# blue screen abschalten



## sataii (7. Mai 2010)

hi.

ich hatte gestern beim hochfahren einen bluescreen (windows 7).

hab dann memtest die nacht über (10 studen) durchlaufen lassen und...
...jawohl!!!!!!!!! fehler im arbeitsspeicher.

ich will mir jetzt natürlich neuen ram zulegen, hab aber in der letzten zeit in einige andere dinge investiert und kann im moment die 100€ nicht entbehren...

also meine frage: kann ich die bluescreen-funktion (vorrübergehend) ausschalten? (windows 7)

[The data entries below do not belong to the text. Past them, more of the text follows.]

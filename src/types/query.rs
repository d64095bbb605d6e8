//! Request-scoped query parameters.

use std::collections::BTreeMap;

/// An immutable mapping from parameter name to one-or-more string values,
/// derived once per request from the transport's key/value pairs.
///
/// Never mutated after the predicate composer consumes it.
#[derive(Debug, Clone, Default, PartialEq, Eq)]
pub struct QueryParams {
    params: BTreeMap<String, Vec<String>>,
}

impl QueryParams {
    /// An empty parameter set (the no-filter query).
    pub fn new() -> Self {
        Self::default()
    }

    /// Build from transport key/value pairs; repeated names accumulate.
    pub fn from_pairs<K, V>(pairs: impl IntoIterator<Item = (K, V)>) -> Self
    where
        K: Into<String>,
        V: Into<String>,
    {
        let mut params: BTreeMap<String, Vec<String>> = BTreeMap::new();
        for (name, value) in pairs {
            params.entry(name.into()).or_default().push(value.into());
        }
        Self { params }
    }

    /// All values supplied for a parameter name.
    pub fn values(&self, name: &str) -> Option<&[String]> {
        self.params.get(name).map(Vec::as_slice)
    }

    /// The first value supplied for a parameter name, if any.
    pub fn first(&self, name: &str) -> Option<&str> {
        self.params
            .get(name)
            .and_then(|values| values.first())
            .map(String::as_str)
    }

    /// True if no parameters were supplied.
    pub fn is_empty(&self) -> bool {
        self.params.is_empty()
    }
}
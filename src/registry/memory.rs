//! In-memory metadata registry.

use std::collections::btree_map::Entry;
use std::collections::BTreeMap;

use parking_lot::RwLock;

use super::{MetadataRegistry, RegistrySeed};
use crate::fingerprint::fingerprint;
use crate::types::{Endpoint, EndpointGroup, ServiceRecord};

/// In-memory registry, grouping endpoints by route identity.
///
/// Endpoints registered under the same `(http_method, http_pattern)` land
/// in one group, which upholds the uniformity contract documented on
/// [`EndpointGroup`]. BTreeMap keeps iteration order deterministic; the
/// lock admits concurrent readers.
#[derive(Debug, Default)]
pub struct InMemoryRegistry {
    inner: RwLock<Inner>,
}

#[derive(Debug, Default)]
struct Inner {
    groups: BTreeMap<(String, String), EndpointGroup>,
    services: Vec<ServiceRecord>,
}

impl InMemoryRegistry {
    /// Create an empty registry.
    pub fn new() -> Self {
        Self::default()
    }

    /// Populate a registry from a serialized seed.
    pub fn from_seed(seed: RegistrySeed) -> Self {
        let registry = Self::new();
        for endpoint in seed.endpoints {
            registry.register_endpoint(endpoint);
        }
        for service in seed.services {
            registry.register_service(service);
        }
        registry
    }

    /// Register an endpoint variant, creating or extending its group.
    pub fn register_endpoint(&self, endpoint: Endpoint) {
        let key = (endpoint.http_method.clone(), endpoint.http_pattern.clone());
        let mut inner = self.inner.write();
        match inner.groups.entry(key) {
            Entry::Occupied(mut occupied) => occupied.get_mut().push(endpoint),
            Entry::Vacant(vacant) => {
                vacant.insert(EndpointGroup::new(endpoint));
            }
        }
    }

    /// Register a service.
    pub fn register_service(&self, service: ServiceRecord) {
        self.inner.write().services.push(service);
    }

    /// Number of endpoint groups currently registered.
    pub fn group_count(&self) -> usize {
        self.inner.read().groups.len()
    }

    /// Number of services currently registered.
    pub fn service_count(&self) -> usize {
        self.inner.read().services.len()
    }
}

impl MetadataRegistry for InMemoryRegistry {
    fn endpoint_groups(&self) -> Vec<EndpointGroup> {
        self.inner.read().groups.values().cloned().collect()
    }

    fn services(&self) -> Vec<ServiceRecord> {
        self.inner.read().services.clone()
    }

    fn fingerprint(&self) -> String {
        let inner = self.inner.read();
        let groups: Vec<&EndpointGroup> = inner.groups.values().collect();
        fingerprint(&(&groups, &inner.services))
    }
}
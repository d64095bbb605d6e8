//! Service state management.

use std::sync::Arc;

use chrono::{DateTime, Utc};

use crate::engine::QueryEngine;
use crate::registry::MetadataRegistry;

/// Shared service state: the query engine plus process start time.
pub struct ServiceState<R: MetadataRegistry + 'static> {
    /// The query engine shared by every handler.
    pub engine: Arc<QueryEngine<R>>,
    /// When this service instance started.
    pub started_at: DateTime<Utc>,
}

impl<R: MetadataRegistry + 'static> ServiceState<R> {
    /// Create service state around a constructed engine.
    pub fn new(engine: QueryEngine<R>) -> Self {
        Self {
            engine: Arc::new(engine),
            started_at: Utc::now(),
        }
    }

    /// Seconds since the service started.
    pub fn uptime_seconds(&self) -> i64 {
        (Utc::now() - self.started_at).num_seconds()
    }
}

impl<R: MetadataRegistry + 'static> Clone for ServiceState<R> {
    fn clone(&self) -> Self {
        Self {
            engine: Arc::clone(&self.engine),
            started_at: self.started_at,
        }
    }
}
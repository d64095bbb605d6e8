//! Service middleware for request metrics.
//!
//! Metrics are emitted as structured tracing records under the
//! `gateway_inspect::metrics` target, aggregatable from logs:
//!
//! - `request` - path, method, status, latency per handled request
//! - `query` - entity kind, candidate total, returned page size

use std::time::Instant;

use axum::{extract::Request, middleware::Next, response::Response};
use tracing::info;

/// Records request count and latency for every handled request.
pub async fn metrics_middleware(request: Request, next: Next) -> Response {
    let start = Instant::now();
    let method = request.method().clone();
    let path = normalize_path(request.uri().path());

    let response = next.run(request).await;

    info!(
        target: "gateway_inspect::metrics",
        metric_type = "request",
        path = %path,
        method = %method,
        status = response.status().as_u16(),
        latency_ms = start.elapsed().as_millis() as u64,
        "request_metric"
    );

    response
}

/// Collapse dynamic path segments so metric cardinality stays bounded.
///
/// The query routes are static, but the gateway may mount this router
/// under parameterized prefixes; purely numeric segments become `:n`.
fn normalize_path(path: &str) -> String {
    let numeric = regex_lite::Regex::new(r"/[0-9]+(/|$)").unwrap();
    let mut normalized = path.to_string();
    while numeric.is_match(&normalized) {
        normalized = numeric.replace_all(&normalized, "/:n$1").to_string();
    }
    normalized
}

/// Record the outcome of one metadata query.
pub fn record_query_metrics(entity: &str, total: usize, returned: usize) {
    info!(
        target: "gateway_inspect::metrics",
        metric_type = "query",
        entity = entity,
        total = total,
        returned = returned,
        "query_metric"
    );
}

#[cfg(test)]
mod tests {
    use super::*;

    #[test]
    fn numeric_segments_are_collapsed() {
        assert_eq!(normalize_path("/tenants/42/api/endpoints"), "/tenants/:n/api/endpoints");
        assert_eq!(normalize_path("/a/1/b/2"), "/a/:n/b/:n");
    }

    #[test]
    fn static_paths_pass_through() {
        assert_eq!(normalize_path("/api/endpoints"), "/api/endpoints");
    }
}
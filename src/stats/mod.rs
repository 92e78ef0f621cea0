// gunc: Chimerism and contamination detection in prokaryotic genomes.
//
// Copyright 2025 Tommi Mäklin [tommi@maklin.fi].
//
// Copyrights in this project are retained by contributors. No copyright assignment
// is required to contribute to this project.
//
// Except as otherwise noted (below and/or in individual files), this
// project is licensed under the Apache License, Version 2.0
// <LICENSE-APACHE> or <http://www.apache.org/licenses/LICENSE-2.0> or
// the MIT license, <LICENSE-MIT> or <http://opensource.org/licenses/MIT>,
// at your option.
//

//! Per-rank statistics.
//!
//! Functions here take plain counts and values so they can be used without
//! building a [TaxLevelGroup](crate::filter::TaxLevelGroup). Empty inputs
//! are valid and produce either 0 or NaN as documented on each function.
//!

pub mod entropy;

/// Required margin of the clade separation score over its expectation.
pub const ADJUSTMENT_MARGIN: f64 = 0.1;

/// Required genes retained index for a nonzero adjustment.
pub const MIN_GENES_RETAINED_INDEX: f64 = 0.4;

/// Adjusted clade separation scores above this are chimeric.
pub const CHIMERIC_THRESHOLD: f64 = 0.4;

/// Inverse Simpson index of `counts` minus one.
///
/// A single taxon gives 0, as does an empty input.
///
/// ## Usage
///
/// ```rust
/// use gunc::stats::n_effective_surplus_clades;
///
/// assert_eq!(n_effective_surplus_clades(&[17]), 0.0);
/// assert!((n_effective_surplus_clades(&[2, 8, 1, 1, 3]) - 1.8481).abs() < 1e-4);
/// ```
///
pub fn n_effective_surplus_clades(
    counts: &[u64],
) -> f64 {
    let total: u64 = counts.iter().sum();
    if total == 0 {
        return 0.0
    }
    let total = total as f64;
    let simpson: f64 = counts.iter().map(|x| {
        let p = *x as f64 / total;
        p * p
    }).sum();
    1.0 / simpson - 1.0
}

/// Share of hits outside the largest taxon.
///
/// NaN if `counts` is empty or sums to zero.
///
pub fn contamination_portion(
    counts: &[u64],
) -> f64 {
    let total: u64 = counts.iter().sum();
    let max = counts.iter().max().copied().unwrap_or(0);
    1.0 - max as f64 / total as f64
}

/// Arithmetic mean, NaN for an empty slice.
pub fn mean(
    values: &[f64],
) -> f64 {
    values.iter().sum::<f64>() / values.len() as f64
}

/// Mean percent identity as a fraction, 0 if there are no hits.
pub fn mean_hit_identity(
    identities: &[f64],
) -> f64 {
    if identities.is_empty() {
        return 0.0
    }
    mean(identities) / 100.0
}

/// 0 if there is no contamination, otherwise `completeness`.
pub fn clade_separation_score(
    contamination_portion: f64,
    completeness: f64,
) -> f64 {
    if contamination_portion.is_nan() {
        f64::NAN
    } else if contamination_portion == 0.0 {
        0.0
    } else {
        completeness
    }
}

pub fn proportion_genes_retained(
    n_retained: usize,
    genes_mapped: usize,
) -> f64 {
    n_retained as f64 / genes_mapped as f64
}

/// Fraction of the called genes that mapped and were retained.
pub fn genes_retained_index(
    genes_called: usize,
    genes_mapped: usize,
    n_retained: usize,
) -> f64 {
    (genes_mapped as f64 / genes_called as f64) * proportion_genes_retained(n_retained, genes_mapped)
}

pub fn reference_representation_score(
    genes_retained_index: f64,
    mean_hit_identity: f64,
) -> f64 {
    genes_retained_index * mean_hit_identity
}

/// 1 if the separation is clearly above random and enough genes were retained.
///
/// Any NaN input gives 0.
///
pub fn determine_adjustment(
    clade_separation_score: f64,
    expected_clade_separation_score: f64,
    genes_retained_index: f64,
) -> u8 {
    let separated = clade_separation_score > expected_clade_separation_score + ADJUSTMENT_MARGIN;
    let retained = genes_retained_index > MIN_GENES_RETAINED_INDEX;
    u8::from(separated && retained)
}

pub fn is_chimeric(
    clade_separation_score_adjusted: f64,
) -> bool {
    clade_separation_score_adjusted > CHIMERIC_THRESHOLD
}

danke schon mal im vorraus.


----------



## Professor Frink (7. Mai 2010)

nee, den kannste nicht ausschalten. Wenn ein Bluescreen kommt wär das System eh gecrasht, der Bluescreen ist nur ne nette Hilfe um rauszufinden worans lag !


----------



## ghostadmin (7. Mai 2010)

Wie wärs wenn du mal sagen würdest was in dem BSOD stand....? Hmm.. 
Vielleicht ists gar nicht der RAM...


----------



## sataii (7. Mai 2010)

... doch, es ist der ram - ganz sicher!!!!!!!!!!

---

ok, gibts denn vielleicht ne möglichkeit, das HERUNTERFAHREN abzuschalten/abzubrechen?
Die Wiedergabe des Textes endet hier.